How do we capture and ensure each comment, complaint, need and compliment is available for review and action? The normal process for complaints is to pass them to a management person, who generally listens well, finds some way to fix the immediate situation and calls it a success. But what have we learned? What do we know about how many such complaints come into the organization? It is pretty well accepted that only about 5% of unhappy customers complain, let alone any who have unfulfilled needs for other services. That means for every complaint we know about, there are 19 more that we don’t know about. We need to capture that 5% and encourage our customers to tell us about the other 95%.
What is the best practice? It is has two steps.
An education program for all customer facing individuals on how to detect customer feedback. First of all why it is so important to gather this information? Most front line people see complaints and short comings as personal affronts since they are often accompanied by a good deal of frustration or sometimes panic. Frontline personnel need to know that gathering this information is vital to the bigger organization and that it is used to drive change programs for customers. The best way to ensure they understand is to show them the results of their efforts on a regular basis. Some groups have used reward or incentive programs to change behavior. My thoughts have always been to watch what you ask for. It can drive behaviours you had not counted on.
Then teach the frontline people how to recognize a complaint or comment. Comments come in many forms and use a lot of different language. “This is not what I need” leads to valuable info about that customer and what he needs. Even more benign is “I thought it would be…”or “We are really having a problem getting…” It will take some time and effort to instill in people just what all constitutes a complaint or suggestion. Once that is understood information will start flowing.
A database is required. This is a simple step for support centers. Simply use the system on which customer requests are logged and create a category called “Feedback”. Now the complaint can be entered like any other customer request on the same system the customer service people are already using and simply given a different designation. The call will then be routed to management or whoever is designated to handle feedback and actioned like any other request. The customer will be contacted and his need or issue clarified and resolved. The manager will show the request resolved and the person who took the call in the first place will contact the customer to see if they are satisfied and close the request.
This last step is a best practice. It may seem unnecessary for the person who opened the request to have to get involved again but there are good reasons. It makes the frontline person more responsible, there can be no unclosed requests and the frontline person sees management is serious about how complaints are handled.
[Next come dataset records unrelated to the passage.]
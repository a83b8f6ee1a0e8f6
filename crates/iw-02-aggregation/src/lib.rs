//! # IW-02 Aggregation
//!
//! Per-application address frequency store with the dominant-block
//! classifier and its JSON rendering.
//!
//! ## Architecture
//!
//! - **Domain Layer** (`domain/`): Pure logic, no I/O, no locks
//!   - `ApplicationRecord`: address → count table
//!   - `classify`: good/bad partition by dominant block
//!   - `EventsReport`: `{"count","good_ips","bad_ips"}` rendering
//!
//! - **Ports Layer** (`ports/`): `EventAggregationApi` driving port
//!
//! - **Service Layer** (`service/`): `AggregationService`, the single
//!   lock-guarded store owned by the node runtime
//!
//! ## Invariants
//!
//! - Every stored address has a count of at least 1.
//! - `good_ips ∪ bad_ips` is exactly the set of distinct recorded addresses,
//!   and the two are disjoint.
//! - Equal block weights resolve to the lowest block value.
//!
//! ## Usage Example
//!
//! ```
//! use iw_02_aggregation::{AggregationService, EventAggregationApi};
//! use shared_types::{Address, AppKey};
//!
//! let store = AggregationService::new();
//! let app = AppKey::new_unchecked("app");
//! store.record(&app, Address::from_octets([192, 160, 0, 1]));
//! store.record(&app, Address::from_octets([10, 0, 0, 1]));
//!
//! let json = store.render(&app).unwrap();
//! assert!(json.starts_with(r#"{"count":2,"#));
//! ```

pub mod domain;
pub mod error;
pub mod ports;
pub mod service;

// Re-exports for convenience
pub use domain::{classify, ApplicationRecord, ClassificationResult, EventsReport};
pub use error::AggregationError;
pub use ports::{EventAggregationApi, StoreStats};
pub use service::AggregationService;
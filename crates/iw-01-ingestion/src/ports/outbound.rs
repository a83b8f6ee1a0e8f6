//! Outbound Ports (Driven Ports)
//!
//! The listener depends only on this trait; the node runtime adapts the
//! aggregation store to it.

use shared_types::IpEvent;

/// Destination for decoded observations (Driven Port)
pub trait ObservationSink: Send + Sync {
    /// Record one observation. Must not fail.
    fn record(&self, event: &IpEvent);
}

impl<T: ObservationSink + ?Sized> ObservationSink for std::sync::Arc<T> {
    fn record(&self, event: &IpEvent) {
        (**self).record(event);
    }
}
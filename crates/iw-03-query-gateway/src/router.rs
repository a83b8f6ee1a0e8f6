//! HTTP routes.
//!
//! | Path | Methods | Behavior |
//! |------|---------|----------|
//! | `/events/:key` | GET | classification JSON, `404` for a malformed key, `500 Not found` for an unseen one |
//! | `/reset` | GET, POST | clear the store |
//! | `/quit` | GET, POST | request process shutdown |
//! | `/health` | GET | store summary |
//!
//! Error bodies are plain text terminated by a newline, and any other path
//! answers `404 page not found`.

use std::sync::Arc;

use axum::{
    extract::{Path, State},
    http::{header, StatusCode},
    response::{IntoResponse, Response},
    routing::get,
    Json, Router,
};
use serde::Serialize;
use shared_types::AppKey;
use tokio::sync::watch;
use tower::ServiceBuilder;
use tower_http::{timeout::TimeoutLayer, trace::TraceLayer};
use tracing::{debug, error, info};

use crate::domain::{GatewayConfig, QueryError};
use crate::ports::EventQueryProvider;

const NOT_FOUND_BODY: &str = "404 page not found\n";

/// Application state shared across handlers
#[derive(Clone)]
pub struct AppState {
    pub provider: Arc<dyn EventQueryProvider>,
    pub quit: Arc<watch::Sender<bool>>,
}

impl AppState {
    pub fn new(provider: Arc<dyn EventQueryProvider>, quit: Arc<watch::Sender<bool>>) -> Self {
        Self { provider, quit }
    }
}

#[derive(Debug, Serialize)]
struct HealthResponse {
    status: &'static str,
    applications: usize,
    observations: u64,
}

/// Build the gateway router with its middleware stack
pub fn build_router(state: AppState, config: &GatewayConfig) -> Router {
    let middleware = ServiceBuilder::new()
        .layer(TraceLayer::new_for_http())
        .layer(TimeoutLayer::new(config.request_timeout));

    Router::new()
        .route("/events/:key", get(handle_events))
        .route("/reset", get(handle_reset).post(handle_reset))
        .route("/quit", get(handle_quit).post(handle_quit))
        .route("/health", get(handle_health))
        .fallback(handle_fallback)
        .layer(middleware)
        .with_state(state)
}

async fn handle_events(State(state): State<AppState>, Path(key): Path<String>) -> Response {
    let app_key = match AppKey::parse(&key) {
        Ok(app_key) => app_key,
        Err(e) => {
            debug!(error = %e, "Rejecting events path");
            return (StatusCode::NOT_FOUND, NOT_FOUND_BODY).into_response();
        }
    };

    match state.provider.events_json(&app_key) {
        Ok(body) => ([(header::CONTENT_TYPE, "application/json")], body).into_response(),
        Err(e) => {
            match &e {
                QueryError::NotFound => debug!(app_key = %app_key, "Query for unknown application"),
                QueryError::Internal(detail) => error!(app_key = %app_key, %detail, "Query failed"),
            }
            (StatusCode::INTERNAL_SERVER_ERROR, format!("{e}\n")).into_response()
        }
    }
}

async fn handle_fallback() -> (StatusCode, &'static str) {
    (StatusCode::NOT_FOUND, NOT_FOUND_BODY)
}

async fn handle_reset(State(state): State<AppState>) -> StatusCode {
    state.provider.reset();
    StatusCode::OK
}

async fn handle_quit(State(state): State<AppState>) -> StatusCode {
    info!("Shutdown requested over HTTP");
    state.quit.send_replace(true);
    StatusCode::OK
}

async fn handle_health(State(state): State<AppState>) -> Json<HealthResponse> {
    let health = state.provider.health();
    Json(HealthResponse {
        status: "ok",
        applications: health.applications,
        observations: health.observations,
    })
}
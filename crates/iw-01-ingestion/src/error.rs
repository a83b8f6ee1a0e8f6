//! Error types for the ingestion subsystem

use thiserror::Error;

/// Reasons a datagram is rejected before reaching the store
#[derive(Debug, Clone, PartialEq, Eq, Error)]
pub enum DecodeError {
    #[error("Bad packet: {actual} bytes read, expected {expected}")]
    InvalidSize { actual: usize, expected: usize },

    #[error("Invalid application key: {0}")]
    InvalidAppKey(#[from] shared_types::AppKeyError),
}

/// Socket-level failures of the listener
#[derive(Debug, Error)]
pub enum IngestError {
    #[error("Failed to bind UDP socket on {addr}: {source}")]
    Bind {
        addr: String,
        #[source]
        source: std::io::Error,
    },

    #[error("Socket error: {0}")]
    Io(#[from] std::io::Error),
}
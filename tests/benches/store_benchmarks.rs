//! # IP Watch Benchmarks
//!
//! | Path | Operation |
//! |------|-----------|
//! | iw-01 Ingestion | decode one 68-byte record |
//! | iw-02 Aggregation | record one observation |
//! | iw-02 Aggregation | classify and render an application |

use std::time::Duration;

use criterion::{black_box, criterion_group, criterion_main, BenchmarkId, Criterion, Throughput};
use iw_01_ingestion::{decode, encode};
use iw_02_aggregation::{AggregationService, EventAggregationApi};
use rand::Rng;
use shared_types::{Address, AppKey, IpEvent};

const SHA: &str = "0fe3fa2fa0869e5100e24ede99f6daf2fc8a30cfd3a10e9a8e17b8926fc445ce";

fn random_addresses(n: usize) -> Vec<Address> {
    let mut rng = rand::thread_rng();
    (0..n).map(|_| Address::new(rng.gen())).collect()
}

// ============================================================================
// IW-01: Record decoding
// ============================================================================

fn bench_decode(c: &mut Criterion) {
    let mut group = c.benchmark_group("iw-01-ingestion");
    let payload = encode(&IpEvent {
        app_key: AppKey::new_unchecked(SHA),
        address: Address::from_octets([192, 160, 0, 1]),
    });

    group.throughput(Throughput::Elements(1));
    group.bench_function("decode_record", |b| {
        b.iter(|| black_box(decode(black_box(&payload)).is_ok()))
    });
    group.finish();
}

// ============================================================================
// IW-02: Store record / render
// ============================================================================

fn bench_record(c: &mut Criterion) {
    let mut group = c.benchmark_group("iw-02-aggregation");
    let app_key = AppKey::new_unchecked(SHA);
    let addresses = random_addresses(1024);

    group.throughput(Throughput::Elements(addresses.len() as u64));
    group.bench_function("record_1024", |b| {
        let store = AggregationService::new();
        b.iter(|| {
            for &address in &addresses {
                store.record(&app_key, address);
            }
        })
    });
    group.finish();
}

fn bench_render(c: &mut Criterion) {
    let mut group = c.benchmark_group("iw-02-aggregation");
    group.measurement_time(Duration::from_secs(10));
    let app_key = AppKey::new_unchecked(SHA);

    for distinct in [10usize, 1_000, 10_000] {
        let store = AggregationService::new();
        for address in random_addresses(distinct) {
            store.record(&app_key, address);
        }

        group.throughput(Throughput::Elements(distinct as u64));
        group.bench_with_input(BenchmarkId::new("render", distinct), &distinct, |b, _| {
            b.iter(|| black_box(store.render(&app_key).map(|json| json.len())))
        });
    }
    group.finish();
}

criterion_group!(benches, bench_decode, bench_record, bench_render);
criterion_main!(benches);
//! Domain Layer - Pure classification logic
//!
//! This layer contains:
//! - `ApplicationRecord`: per-application address frequency table
//! - `classify`: dominant-block good/bad partition
//! - `EventsReport`: canonical JSON rendering
//!
//! RULES:
//! - No I/O operations
//! - No locking; the service layer owns synchronization

pub mod application;
pub mod classifier;
pub mod report;

pub use application::ApplicationRecord;
pub use classifier::{classify, ClassificationResult};
pub use report::EventsReport;
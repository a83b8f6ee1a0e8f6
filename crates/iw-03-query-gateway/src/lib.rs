//! # IW-03 Query Gateway
//!
//! HTTP surface over the aggregation store:
//!
//! - `GET /events/<key>` - classification JSON for one application
//! - `GET|POST /reset` - clear every application
//! - `GET|POST /quit` - request process shutdown
//! - `GET /health` - store summary
//!
//! One tokio task per request; the store's own lock provides consistency.
//! A failing request never affects any other.

pub mod domain;
pub mod ports;
pub mod router;
pub mod service;

pub use domain::{ConfigError, GatewayConfig, GatewayError, QueryError};
pub use ports::{EventQueryProvider, StoreHealth};
pub use router::{build_router, AppState};
pub use service::QueryGatewayService;
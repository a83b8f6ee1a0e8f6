//! # End-to-End Flows
//!
//! UDP records in, HTTP classification out, through one running node.
//!
//! ## Flows Tested
//!
//! 1. **Ingest → Query**: canonical good/bad split
//! 2. **Unknown application**: `500 Not found`
//! 3. **Reset**: store cleared, new records counted from zero
//! 4. **Bad input**: malformed datagrams and paths never disturb the node
//! 5. **Quit**: `/quit` stops both listeners and reports final counters

#[cfg(test)]
mod tests {
    use crate::integration::{TestNode, SHA};
    use reqwest::Method;

    // =============================================================================
    // INGEST → QUERY
    // =============================================================================

    #[tokio::test]
    async fn test_canonical_split_over_the_wire() {
        let node = TestNode::start().await;
        for octets in [
            [192, 160, 0, 1],
            [192, 160, 0, 2],
            [192, 160, 0, 3],
            [192, 160, 0, 4],
            [10, 0, 0, 1],
        ] {
            node.send(SHA, octets).await;
        }
        node.wait_for_observations(5).await;

        let (status, body) = node.get(&format!("/events/{SHA}")).await;
        assert_eq!(status, 200);
        assert_eq!(
            body,
            r#"{"count":5,"good_ips":["192.160.0.1","192.160.0.2","192.160.0.3","192.160.0.4"],"bad_ips":["10.0.0.1"]}"#
        );
    }

    #[tokio::test]
    async fn test_repeated_address_counts_every_record() {
        let node = TestNode::start().await;
        for _ in 0..3 {
            node.send(SHA, [172, 16, 4, 2]).await;
        }
        node.wait_for_observations(3).await;

        let (status, body) = node.get(&format!("/events/{SHA}")).await;
        assert_eq!(status, 200);
        assert_eq!(body, r#"{"count":3,"good_ips":["172.16.4.2"],"bad_ips":[]}"#);
    }

    #[tokio::test]
    async fn test_applications_are_isolated() {
        let node = TestNode::start().await;
        let other = "f".repeat(64);
        node.send(SHA, [10, 0, 0, 1]).await;
        node.send(&other, [10, 0, 0, 2]).await;
        node.send(&other, [10, 0, 0, 3]).await;
        node.wait_for_observations(3).await;

        let (_, body) = node.get(&format!("/events/{SHA}")).await;
        assert_eq!(body, r#"{"count":1,"good_ips":["10.0.0.1"],"bad_ips":[]}"#);
        let (_, body) = node.get(&format!("/events/{other}")).await;
        assert_eq!(
            body,
            r#"{"count":2,"good_ips":["10.0.0.2","10.0.0.3"],"bad_ips":[]}"#
        );
    }

    // =============================================================================
    // UNKNOWN APPLICATION / RESET
    // =============================================================================

    #[tokio::test]
    async fn test_unknown_application_is_not_found() {
        let node = TestNode::start().await;
        let (status, body) = node.get(&format!("/events/{SHA}")).await;
        assert_eq!(status, 500);
        assert_eq!(body, "Not found\n");
    }

    #[tokio::test]
    async fn test_reset_then_record_again() {
        let node = TestNode::start().await;
        node.send(SHA, [1, 2, 3, 4]).await;
        node.wait_for_observations(1).await;

        let (status, body) = node.request(Method::POST, "/reset").await;
        assert_eq!(status, 200);
        assert!(body.is_empty());

        let (status, body) = node.get(&format!("/events/{SHA}")).await;
        assert_eq!((status, body.as_str()), (500, "Not found\n"));

        node.send(SHA, [1, 2, 3, 5]).await;
        node.wait_for_observations(1).await;
        let (_, body) = node.get(&format!("/events/{SHA}")).await;
        assert_eq!(body, r#"{"count":1,"good_ips":["1.2.3.5"],"bad_ips":[]}"#);
    }

    // =============================================================================
    // BAD INPUT
    // =============================================================================

    #[tokio::test]
    async fn test_malformed_datagrams_are_ignored() {
        let node = TestNode::start().await;
        node.send_raw(b"").await;
        node.send_raw(&[0u8; 67]).await;
        node.send_raw(&[0u8; 69]).await;
        node.send_raw(&[b'z'; 68]).await;
        node.send(SHA, [10, 0, 0, 1]).await;
        node.wait_for_observations(1).await;

        let (status, body) = node.get("/health").await;
        assert_eq!(status, 200);
        assert_eq!(body, r#"{"status":"ok","applications":1,"observations":1}"#);
    }

    #[tokio::test]
    async fn test_malformed_paths_are_404() {
        let node = TestNode::start().await;
        for path in ["/events/short", "/events/", "/nothing-here"] {
            let (status, body) = node.get(path).await;
            assert_eq!(status, 404, "{path}");
            assert_eq!(body, "404 page not found\n", "{path}");
        }

        // Node still serves afterwards.
        let (status, _) = node.get("/health").await;
        assert_eq!(status, 200);
    }

    // =============================================================================
    // QUIT
    // =============================================================================

    #[tokio::test]
    async fn test_quit_stops_node_with_summary() {
        let node = TestNode::start().await;
        node.send(SHA, [10, 0, 0, 1]).await;
        node.send_raw(b"junk").await;
        node.wait_for_observations(1).await;

        let (status, body) = node.get("/quit").await;
        assert_eq!(status, 200);
        assert!(body.is_empty());

        let summary = node.join().await;
        assert_eq!(summary.ingest.accepted, 1);
        assert_eq!(summary.store.applications, 1);
        assert_eq!(summary.store.observations, 1);
    }
}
The comment or complaint has been handled like any other request and we have it logged in the database for statistical analysis. When we review customer requests at the end of the week or month we get a picture of exactly how many comments and complaints we get and can see if there are patterns and opportunities for new services. We have added knowledge about our customers and are therefore more customer centric.
If there is no customer request system, only an order processing system, it can be adapted. A no dollar order can be created and processed. It takes a bit of manipulation and imagination but it can be done. The bottom line is, unless we know what our customer wants and doesn’t want, it is impossible to supply it. If we don’t know what they need, they will go elsewhere to find it. Lost business!